By Gordon Rugg and Sue Gerrard

Tacit knowledge is knowledge which, for whatever reason, is not explicitly stated. The concept of tacit knowledge is widely used, and has been applied to several very different types of knowledge, leading to potential confusion.

In this article, we describe various forms of knowledge that may be described as tacit in the broadest sense; we then discuss the underlying mechanisms involved, and the implications for handling knowledge. The approach we use derives from Gordon’s work with Neil Maiden on software requirements (Maiden & Rugg, 1996; reference at the end of this article).

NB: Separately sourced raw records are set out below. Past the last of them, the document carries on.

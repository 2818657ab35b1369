//! Domain layer: value objects, the cart aggregate, and its events.
pub mod aggregates;
pub mod events;
pub mod value_objects;
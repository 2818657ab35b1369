//! Postgres store adapter
//!
//! Snapshots live as one JSONB row per user; the upsert is a full-document
//! replace, so the last writer wins across devices. Coupons live in their
//! own table with a unique code, owned by the admin collaborator.

use async_trait::async_trait;
use chrono::{DateTime, Utc};
use rust_decimal::Decimal;
use sqlx::postgres::PgPoolOptions;
use sqlx::PgPool;
use uuid::Uuid;

use crate::domain::aggregates::cart::CartSnapshot;
use crate::domain::aggregates::coupon::{Coupon, DiscountKind};
use crate::domain::value_objects::{CouponCode, UserId};
use crate::store::{CouponDirectory, SnapshotStore, StoreError};

#[derive(Clone, Debug)]
pub struct PgStore {
    pool: PgPool,
}

impl PgStore {
    pub fn new(pool: PgPool) -> Self {
        Self { pool }
    }

    pub async fn connect(database_url: &str) -> Result<Self, StoreError> {
        let pool = PgPoolOptions::new()
            .max_connections(5)
            .connect(database_url)
            .await?;
        Ok(Self::new(pool))
    }

    pub async fn migrate(&self) -> Result<(), StoreError> {
        sqlx::migrate!("./migrations").run(&self.pool).await?;
        Ok(())
    }

    pub fn pool(&self) -> &PgPool {
        &self.pool
    }

    /// Admin-side coupon write path.
    pub async fn upsert_coupon(&self, coupon: &Coupon) -> Result<(), StoreError> {
        let (kind, value) = match &coupon.discount {
            DiscountKind::Percentage(v) => ("percentage", *v),
            DiscountKind::Fixed(v) => ("fixed", *v),
        };
        sqlx::query(
            "INSERT INTO coupons (id, code, discount_type, discount_value, is_active, expires_at, updated_at) \
             VALUES ($1, $2, $3, $4, $5, $6, NOW()) \
             ON CONFLICT (code) DO UPDATE SET discount_type = EXCLUDED.discount_type, \
             discount_value = EXCLUDED.discount_value, is_active = EXCLUDED.is_active, \
             expires_at = EXCLUDED.expires_at, updated_at = NOW()",
        )
        .bind(coupon.id)
        .bind(coupon.code.as_str())
        .bind(kind)
        .bind(value)
        .bind(coupon.is_active)
        .bind(coupon.expires_at)
        .execute(&self.pool)
        .await?;
        Ok(())
    }

    pub async fn delete_coupon(&self, code: &CouponCode) -> Result<(), StoreError> {
        sqlx::query("DELETE FROM coupons WHERE code = $1")
            .bind(code.as_str())
            .execute(&self.pool)
            .await?;
        Ok(())
    }
}

#[async_trait]
impl SnapshotStore for PgStore {
    async fn load(&self, user: &UserId) -> Result<Option<CartSnapshot>, StoreError> {
        let row: Option<(serde_json::Value,)> =
            sqlx::query_as("SELECT payload FROM cart_snapshots WHERE user_id = $1")
                .bind(user.as_str())
                .fetch_optional(&self.pool)
                .await?;
        row.map(|(payload,)| serde_json::from_value(payload))
            .transpose()
            .map_err(Into::into)
    }

    async fn save(&self, user: &UserId, snapshot: &CartSnapshot) -> Result<(), StoreError> {
        let payload = serde_json::to_value(snapshot)?;
        sqlx::query(
            "INSERT INTO cart_snapshots (user_id, payload, saved_at) VALUES ($1, $2, $3) \
             ON CONFLICT (user_id) DO UPDATE SET payload = EXCLUDED.payload, \
             saved_at = EXCLUDED.saved_at",
        )
        .bind(user.as_str())
        .bind(&payload)
        .bind(snapshot.saved_at)
        .execute(&self.pool)
        .await?;
        Ok(())
    }

    async fn clear(&self, user: &UserId) -> Result<(), StoreError> {
        sqlx::query("DELETE FROM cart_snapshots WHERE user_id = $1")
            .bind(user.as_str())
            .execute(&self.pool)
            .await?;
        Ok(())
    }
}

#[derive(sqlx::FromRow)]
struct CouponRow {
    id: Uuid,
    code: String,
    discount_type: String,
    discount_value: Decimal,
    is_active: bool,
    expires_at: Option<DateTime<Utc>>,
}

impl TryFrom<CouponRow> for Coupon {
    type Error = StoreError;

    fn try_from(row: CouponRow) -> Result<Self, StoreError> {
        let discount = match row.discount_type.as_str() {
            "percentage" => DiscountKind::Percentage(row.discount_value),
            "fixed" => DiscountKind::Fixed(row.discount_value),
            other => {
                return Err(StoreError::Malformed(format!(
                    "unknown discount type {other:?} on coupon {}",
                    row.id
                )))
            }
        };
        let code = CouponCode::new(row.code)
            .map_err(|e| StoreError::Malformed(format!("coupon {}: {e}", row.id)))?;
        Ok(Coupon {
            id: row.id,
            code,
            discount,
            is_active: row.is_active,
            expires_at: row.expires_at,
        })
    }
}

#[async_trait]
impl CouponDirectory for PgStore {
    async fn find_by_code(&self, code: &CouponCode) -> Result<Option<Coupon>, StoreError> {
        let row: Option<CouponRow> = sqlx::query_as(
            "SELECT id, code, discount_type, discount_value, is_active, expires_at \
             FROM coupons WHERE code = $1",
        )
        .bind(code.as_str())
        .fetch_optional(&self.pool)
        .await?;
        row.map(Coupon::try_from).transpose()
    }
}
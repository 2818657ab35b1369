//! Session configuration

use std::time::Duration;

const DEFAULT_DEBOUNCE_MS: u64 = 300;

#[derive(Clone, Debug)]
pub struct SyncConfig {
    /// Currency all cart prices are denominated in.
    pub currency: String,
    /// Quiet period before local changes are written back. A new change
    /// within the window restarts it.
    pub debounce: Duration,
    /// Read the snapshot back after each save and log a mismatch.
    pub verify_writes: bool,
}

impl Default for SyncConfig {
    fn default() -> Self {
        Self {
            currency: "USD".to_string(),
            debounce: Duration::from_millis(DEFAULT_DEBOUNCE_MS),
            verify_writes: false,
        }
    }
}

impl SyncConfig {
    /// Build from `CART_CURRENCY`, `CART_SYNC_DEBOUNCE_MS` and
    /// `CART_SYNC_VERIFY`, falling back to defaults.
    pub fn from_env() -> Self {
        dotenvy::dotenv().ok();
        let defaults = Self::default();
        Self {
            currency: std::env::var("CART_CURRENCY").unwrap_or(defaults.currency),
            debounce: std::env::var("CART_SYNC_DEBOUNCE_MS")
                .ok()
                .and_then(|v| v.parse().ok())
                .map(Duration::from_millis)
                .unwrap_or(defaults.debounce),
            verify_writes: std::env::var("CART_SYNC_VERIFY")
                .map(|v| v == "1" || v.eq_ignore_ascii_case("true"))
                .unwrap_or(defaults.verify_writes),
        }
    }
}

#[cfg(test)]
mod tests {
    use super::*;

    #[test]
    fn defaults_are_sane() {
        let config = SyncConfig::default();
        assert_eq!(config.currency, "USD");
        assert_eq!(config.debounce, Duration::from_millis(300));
        assert!(!config.verify_writes);
    }
}
//! Cart session
//!
//! The handle the UI layer holds for the lifetime of the app: every cart
//! mutation, coupon application and reactive read goes through here. A
//! background synchronizer task keeps the remote snapshot in step.

use std::sync::Arc;

use chrono::Utc;
use tokio::sync::{watch, Mutex};
use tokio::task::JoinHandle;
use tracing::info;

use crate::config::SyncConfig;
use crate::domain::aggregates::cart::{CartAction, CartItem};
use crate::domain::aggregates::coupon::{Coupon, CouponError};
use crate::domain::events::CartEvent;
use crate::domain::value_objects::{CouponCode, Money, ProductId, UserId};
use crate::identity::IdentityProvider;
use crate::store::{CouponDirectory, SnapshotStore};
use crate::sync::{CartSyncer, SharedCart};
use crate::{CartError, Result};

pub struct CartSession<S, C> {
    shared: Arc<Mutex<SharedCart>>,
    store: Arc<S>,
    coupons: Arc<C>,
    dirty: watch::Sender<u64>,
    identity: watch::Receiver<Option<UserId>>,
    sync_task: JoinHandle<()>,
}

impl<S, C> CartSession<S, C>
where
    S: SnapshotStore,
    C: CouponDirectory,
{
    /// Build a session and spawn its synchronizer. The identity provider
    /// must outlive the session; if its channel closes the synchronizer
    /// logs a warning and stops, leaving local state serviceable.
    pub fn start(
        store: Arc<S>,
        coupons: Arc<C>,
        identity: &dyn IdentityProvider,
        config: SyncConfig,
    ) -> Self {
        let shared = Arc::new(Mutex::new(SharedCart::new(&config.currency)));
        let (dirty, dirty_rx) = watch::channel(0u64);
        let identity_rx = identity.subscribe();
        let syncer = CartSyncer::new(
            Arc::clone(&shared),
            Arc::clone(&store),
            identity_rx.clone(),
            dirty_rx,
            config,
        );
        let sync_task = tokio::spawn(syncer.run());
        Self {
            shared,
            store,
            coupons,
            dirty,
            identity: identity_rx,
            sync_task,
        }
    }

    /// Add `item` to the cart; `item.quantity` is the requested amount.
    pub async fn add_to_cart(&self, item: CartItem) {
        self.dispatch(CartAction::AddItem { item }).await;
    }

    pub async fn remove_from_cart(&self, product_id: &ProductId) {
        self.dispatch(CartAction::RemoveItem {
            product_id: product_id.clone(),
        })
        .await;
    }

    pub async fn update_quantity(&self, product_id: &ProductId, quantity: u32) {
        self.dispatch(CartAction::UpdateQuantity {
            product_id: product_id.clone(),
            quantity,
        })
        .await;
    }

    /// Empty the cart and drop the coupon. The remote snapshot follows via
    /// the regular debounced save.
    pub async fn clear_cart(&self) {
        self.dispatch(CartAction::Clear).await;
    }

    /// Resolve `code` against the coupon directory and apply it. Lookup and
    /// validation failures leave the currently applied coupon (if any)
    /// untouched.
    pub async fn apply_coupon(&self, code: &str) -> Result<Coupon> {
        let code = CouponCode::new(code)?;
        let coupon = self
            .coupons
            .find_by_code(&code)
            .await?
            .ok_or(CouponError::NotFound(code))?;
        coupon.ensure_usable(Utc::now())?;
        self.dispatch(CartAction::ApplyCoupon {
            coupon: coupon.clone(),
        })
        .await;
        info!(code = %coupon.code, "coupon applied");
        Ok(coupon)
    }

    /// Always succeeds; a cart without a coupon stays without one.
    pub async fn remove_coupon(&self) {
        self.dispatch(CartAction::RemoveCoupon).await;
    }

    /// Called by the checkout collaborator once an order is recorded:
    /// clears the cart both in memory and remotely.
    pub async fn checkout_complete(&self) -> Result<()> {
        self.shared.lock().await.cart.apply(CartAction::Clear);
        if let Some(user) = self.identity.borrow().clone() {
            self.store.clear(&user).await.map_err(CartError::Store)?;
            info!(user = %user, "cart cleared after checkout");
        }
        Ok(())
    }

    pub async fn items(&self) -> Vec<CartItem> {
        self.shared.lock().await.cart.items().to_vec()
    }

    pub async fn coupon(&self) -> Option<Coupon> {
        self.shared.lock().await.cart.coupon().cloned()
    }

    /// Whether a remote load is currently in flight.
    pub async fn is_loading(&self) -> bool {
        self.shared.lock().await.loading
    }

    pub async fn subtotal(&self) -> Money {
        self.shared.lock().await.cart.subtotal()
    }

    pub async fn total_price(&self) -> Money {
        self.shared.lock().await.cart.total()
    }

    pub async fn discount_amount(&self) -> Money {
        self.shared.lock().await.cart.discount_amount()
    }

    pub async fn total_quantity(&self) -> u32 {
        self.shared.lock().await.cart.total_quantity()
    }

    /// Drain pending cart events (clamp signals and friends) for the UI.
    pub async fn take_events(&self) -> Vec<CartEvent> {
        self.shared.lock().await.cart.take_events()
    }

    /// Stop the synchronizer, flushing any pending write first.
    pub async fn shutdown(self) {
        let Self {
            dirty, sync_task, ..
        } = self;
        drop(dirty);
        let _ = sync_task.await;
    }

    async fn dispatch(&self, action: CartAction) {
        self.shared.lock().await.cart.apply(action);
        self.dirty.send_modify(|n| *n = n.wrapping_add(1));
    }
}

In brief, the core issue can be summed up as whether people do, don’t, can’t or won’t state the knowledge. If they do state it, it is explicit knowledge, and can be accessed via any method. If people don’t, can’t or won’t state the knowledge, then it is some form of semi-tacit or strictly tacit knowledge, which can only be accessed via a limited set of methods such as observation, laddering or think-aloud. Because of the neurophysiological issues involved, interviews, questionnaires and focus groups are usually unable to access semi-tacit and tacit knowledge.

The image below shows the key issues in a nutshell; the rest of this article unpacks the issues and their implications. There are links at the end of the article to other articles on the methods mentioned in the table. The image below is copyleft; you’re welcome to use it for any non-commercial purpose, including lectures, as long as you retain the coplyleft statement as part of the image.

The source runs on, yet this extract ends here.